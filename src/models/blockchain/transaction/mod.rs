pub mod sighash;
pub mod transparent;

use num_traits::CheckedAdd;
use serde::Deserialize;
use serde::Serialize;

use self::transparent::TxIn;
use self::transparent::TxOut;
use super::amount::Amount;
use super::block_height::BlockHeight;
use super::digest::byte_array;
use super::shielded::bundle::AuthorizedBundle;
use super::sprout::joinsplit::JsDescription;
use crate::config_models::consensus_params::ConsensusParams;
use crate::config_models::consensus_params::NetworkUpgrade;

pub const OVERWINTER_VERSION_GROUP_ID: u32 = 0x03C4_8270;
pub const SAPLING_VERSION_GROUP_ID: u32 = 0x892F_2085;
pub const ZIP225_VERSION_GROUP_ID: u32 = 0x26A7_270A;

/// The transaction format: `fOverwintered`, `nVersion` and
/// `nVersionGroupId`.
#[derive(Clone, Copy, Debug, PartialEq, Eq, Hash, Serialize, Deserialize)]
pub struct TxVersion {
    pub overwintered: bool,
    pub version: u32,
    pub version_group_id: u32,
}

impl TxVersion {
    pub const SPROUT: Self = Self::legacy(1);

    /// The first format able to carry JoinSplits.
    pub const SPROUT_JOINSPLIT: Self = Self::legacy(2);

    pub const OVERWINTER: Self = Self {
        overwintered: true,
        version: 3,
        version_group_id: OVERWINTER_VERSION_GROUP_ID,
    };

    pub const SAPLING: Self = Self {
        overwintered: true,
        version: 4,
        version_group_id: SAPLING_VERSION_GROUP_ID,
    };

    pub const ZIP225: Self = Self {
        overwintered: true,
        version: 5,
        version_group_id: ZIP225_VERSION_GROUP_ID,
    };

    const fn legacy(version: u32) -> Self {
        Self {
            overwintered: false,
            version,
            version_group_id: 0,
        }
    }

    /// The newest format valid while `upgrade` is the latest active upgrade.
    pub fn for_upgrade(upgrade: NetworkUpgrade) -> Self {
        match upgrade {
            NetworkUpgrade::Sprout => Self::SPROUT,
            NetworkUpgrade::Overwinter => Self::OVERWINTER,
            NetworkUpgrade::Sapling => Self::SAPLING,
            NetworkUpgrade::Nu5 => Self::ZIP225,
        }
    }

    /// The 32-bit header field: version with the overwintered flag in the
    /// top bit.
    pub fn header(&self) -> u32 {
        self.version | (u32::from(self.overwintered) << 31)
    }

    pub fn supports_join_splits(&self) -> bool {
        (2..=4).contains(&self.version)
    }

    pub fn supports_sapling(&self) -> bool {
        self.overwintered && self.version >= 4
    }

    pub fn supports_orchard(&self) -> bool {
        self.overwintered && self.version >= 5
    }
}

/// A transaction spanning the transparent, Sprout, Sapling and Orchard pools.
///
/// Value flows into the transparent value pool from transparent inputs,
/// from each JoinSplit's `vpub_new` and from positive shielded value
/// balances; it flows out through transparent outputs, `vpub_old` and
/// negative value balances. Whatever is left over is the miner fee.
#[derive(Clone, Debug, PartialEq, Eq, Serialize, Deserialize)]
pub struct Transaction {
    pub version: TxVersion,

    /// Branch id the transaction commits to in its signature hashes.
    pub consensus_branch_id: u32,
    pub lock_time: u32,
    pub expiry_height: BlockHeight,

    pub vin: Vec<TxIn>,
    pub vout: Vec<TxOut>,

    pub join_splits: Vec<JsDescription>,
    pub join_split_pub_key: [u8; 32],
    #[serde(with = "byte_array")]
    pub join_split_sig: [u8; 64],

    pub sapling_bundle: Option<AuthorizedBundle>,
    pub orchard_bundle: Option<AuthorizedBundle>,
}

impl Transaction {
    /// An empty transaction in the newest format the network accepts at
    /// `height`.
    pub fn new_contextual(params: &ConsensusParams, height: BlockHeight) -> Self {
        let upgrade = params.current_upgrade(height);
        let version = TxVersion::for_upgrade(upgrade);
        let expiry_height = if version.overwintered {
            params.expiry_height(height)
        } else {
            BlockHeight::genesis()
        };

        Self {
            version,
            consensus_branch_id: upgrade.branch_id(),
            lock_time: 0,
            expiry_height,
            vin: vec![],
            vout: vec![],
            join_splits: vec![],
            join_split_pub_key: [0u8; 32],
            join_split_sig: [0u8; 64],
            sapling_bundle: None,
            orchard_bundle: None,
        }
    }

    /// Switch to the newest format that can carry JoinSplits. Version 5
    /// transactions fall back to version 4; pre-Overwinter transactions move
    /// to version 2.
    pub fn downgrade_for_join_splits(&mut self) {
        if self.version.supports_join_splits() {
            return;
        }
        self.version = if self.version.overwintered {
            TxVersion::SAPLING
        } else {
            TxVersion::SPROUT_JOINSPLIT
        };
    }

    pub fn value_balance_sapling(&self) -> Amount {
        self.sapling_bundle
            .as_ref()
            .map_or(Amount::ZERO, |b| b.value_balance)
    }

    pub fn value_balance_orchard(&self) -> Amount {
        self.orchard_bundle
            .as_ref()
            .map_or(Amount::ZERO, |b| b.value_balance)
    }

    pub fn transparent_value_out(&self) -> Option<Amount> {
        self.vout
            .iter()
            .try_fold(Amount::ZERO, |acc, out| acc.checked_add(&out.value))
    }

    /// Net value the JoinSplits release into the transparent pool:
    /// `sum(vpub_new) - sum(vpub_old)`.
    pub fn join_split_value_balance(&self) -> Option<Amount> {
        self.join_splits.iter().try_fold(Amount::ZERO, |acc, js| {
            acc.checked_add(&js.vpub_new)?
                .checked_add(&-js.vpub_old)
        })
    }
}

> Problem statement
What lines above contain "JoinSplits"? Copy them out.

> Answer to this problem
    /// The first format able to carry JoinSplits.
    /// Switch to the newest format that can carry JoinSplits. Version 5
    /// Net value the JoinSplits release into the transparent pool:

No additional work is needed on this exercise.